Step 1: Set SMART Goals
The best goals are SMART:
• Specific: Define exactly what you want to achieve. For example, “Exercise three times this week for 30 minutes” is better than “Work out more.”
• Measurable: Ensure you can track your progress.
• Achievable: Challenge yourself, but stay realistic. If you’re just starting, committing to a 5-day workout week might be too much.
• Relevant: Align goals with your bigger fitness or lifestyle aspirations.
• Time-bound: Set a deadline, like the end of the week, to create urgency.
Example Weekly Goal:
“I will do 2 strength workouts and take a 30-minute walk on two other days this week.”
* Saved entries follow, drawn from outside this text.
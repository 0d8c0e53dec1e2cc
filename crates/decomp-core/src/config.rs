//! Analyzer configuration
//!
//! Loaded from TOML; every field has a usable default.
//!
//! ```toml
//! prompt_version = "v3"
//! model_id = "claude-sonnet"
//! fallback_title = "Untitled workflow"
//! log_filter = "info,decomp_repair=debug"
//! log_json = false
//!
//! [cache]
//! backend = "bounded"
//! max_capacity = 5000
//! ttl_secs = 86400
//! ```

use crate::error::ConfigError;
use decomp_cache::{AnalysisCache, BoundedCache, MemoryCache};
use serde::{Deserialize, Serialize};
use std::path::Path;
use std::sync::Arc;
use std::time::Duration;

/// Which cache store backs the service
#[derive(Debug, Clone, Copy, PartialEq, Eq, Default, Serialize, Deserialize)]
#[serde(rename_all = "lowercase")]
pub enum CacheBackend {
    /// Unbounded in-process map
    Memory,
    /// Capacity and TTL bounded
    #[default]
    Bounded,
}

/// Cache store settings
#[derive(Debug, Clone, PartialEq, Eq, Serialize, Deserialize)]
#[serde(default)]
pub struct CacheConfig {
    pub backend: CacheBackend,
    /// Maximum entries for the bounded store
    pub max_capacity: u64,
    /// Entry lifetime for the bounded store
    pub ttl_secs: Option<u64>,
}

impl Default for CacheConfig {
    fn default() -> Self {
        Self {
            backend: CacheBackend::Bounded,
            max_capacity: 10_000,
            ttl_secs: Some(7 * 24 * 60 * 60),
        }
    }
}

impl CacheConfig {
    /// Build the configured store
    #[must_use]
    pub fn build(&self) -> Arc<dyn AnalysisCache> {
        match (self.backend, self.ttl_secs) {
            (CacheBackend::Memory, _) => Arc::new(MemoryCache::new()),
            (CacheBackend::Bounded, Some(ttl)) => Arc::new(BoundedCache::with_ttl(
                self.max_capacity,
                Duration::from_secs(ttl),
            )),
            (CacheBackend::Bounded, None) => Arc::new(BoundedCache::new(self.max_capacity)),
        }
    }
}

/// Analyzer configuration
#[derive(Debug, Clone, PartialEq, Eq, Serialize, Deserialize)]
#[serde(default)]
pub struct AnalyzerConfig {
    /// Prompt revision; part of every cache key
    pub prompt_version: String,
    /// Model identifier; part of every cache key
    pub model_id: String,
    /// Title used when the response carries none
    pub fallback_title: String,
    /// Default tracing filter, overridden by `RUST_LOG`
    pub log_filter: String,
    /// Emit JSON log lines
    pub log_json: bool,
    pub cache: CacheConfig,
}

impl Default for AnalyzerConfig {
    fn default() -> Self {
        Self {
            prompt_version: "v1".to_string(),
            model_id: "default".to_string(),
            fallback_title: "Untitled workflow".to_string(),
            log_filter: "info".to_string(),
            log_json: false,
            cache: CacheConfig::default(),
        }
    }
}

impl AnalyzerConfig {
    /// Create default configuration
    #[inline]
    #[must_use]
    pub fn new() -> Self {
        Self::default()
    }

    /// Parse from a TOML string and validate
    ///
    /// # Errors
    /// Returns error on malformed TOML or invalid values
    pub fn from_toml_str(content: &str) -> Result<Self, ConfigError> {
        let config: Self = toml::from_str(content)?;
        config.validate()?;
        Ok(config)
    }

    /// Load from a TOML file and validate
    ///
    /// # Errors
    /// Returns error if the file cannot be read or parsed
    pub fn load_from_file(path: &Path) -> Result<Self, ConfigError> {
        let content =
            std::fs::read_to_string(path).map_err(|e| ConfigError::io_error(path, e))?;
        let config = Self::from_toml_str(&content)?;
        tracing::debug!(path = %path.display(), "loaded analyzer config");
        Ok(config)
    }

    /// Check values are usable
    ///
    /// # Errors
    /// Returns error for an empty prompt version or model id, or a zero
    /// bounded cache capacity
    pub fn validate(&self) -> Result<(), ConfigError> {
        if self.prompt_version.trim().is_empty() {
            return Err(ConfigError::Invalid("prompt_version must not be empty".into()));
        }
        if self.model_id.trim().is_empty() {
            return Err(ConfigError::Invalid("model_id must not be empty".into()));
        }
        if self.cache.backend == CacheBackend::Bounded && self.cache.max_capacity == 0 {
            return Err(ConfigError::Invalid(
                "cache.max_capacity must be positive for the bounded backend".into(),
            ));
        }
        Ok(())
    }

    /// With prompt version
    #[inline]
    #[must_use]
    pub fn with_prompt_version(mut self, version: impl Into<String>) -> Self {
        self.prompt_version = version.into();
        self
    }

    /// With model id
    #[inline]
    #[must_use]
    pub fn with_model_id(mut self, model_id: impl Into<String>) -> Self {
        self.model_id = model_id.into();
        self
    }

    /// With fallback title
    #[inline]
    #[must_use]
    pub fn with_fallback_title(mut self, title: impl Into<String>) -> Self {
        self.fallback_title = title.into();
        self
    }

    /// With log settings
    #[inline]
    #[must_use]
    pub fn with_logging(mut self, filter: impl Into<String>, json: bool) -> Self {
        self.log_filter = filter.into();
        self.log_json = json;
        self
    }

    /// With cache settings
    #[inline]
    #[must_use]
    pub fn with_cache(mut self, cache: CacheConfig) -> Self {
        self.cache = cache;
        self
    }
}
Step 2: Identify Your Barriers
We all face obstacles when trying to stick to a routine. Identifying yours is the first step to overcoming them. Ask yourself:
• What usually stops me from exercising?
• Are there times of the day I struggle more?
• Do I feel too tired, busy, or unmotivated?
Common Barriers & How to Overcome Them:
1. Barrier: Lack of Time
• Solution: Prioritize shorter, effective workouts (e.g., 20-minute HIIT or bodyweight exercises). Schedule your workouts like appointments.
2. Barrier: Low Energy
• Solution: Exercise in the morning when your energy is higher, or choose lower-intensity activities like yoga or walking on low-energy days.
3. Barrier: Not Knowing What to Do
• Solution: Follow a structured program or join a class. Semper Fitness programs offer clear guidance tailored to your goals.
4. Barrier: Motivation Dips
• Solution: Pair exercise with something enjoyable, like listening to your favorite podcast. Remember why you started and celebrate small wins.
Step 3: Plan & Adjust as Needed
Life happens, and sometimes your plan won’t go as expected. That’s okay! Flexibility is key.
• Schedule Workouts: Look at your week ahead and block out time for exercise.
• Have a Plan B: If a gym session doesn’t fit, substitute with a home workout.
• Reflect Weekly: Review what worked and what didn’t. Adjust next week’s goals accordingly.
Step 4: Celebrate Your Progress
Every small step forward is a victory. Did you hit your goal of three workouts? Amazing! Did you only make it to two? That’s still progress. Focus on consistency over perfection, and remember that building habits takes time.
By setting realistic weekly goals, identifying your barriers, and planning for success, you’ll create a routine that works for your lifestyle. Fitness isn’t about how fast you go; it’s about staying in the race. Take it one week at a time, and watch your progress grow.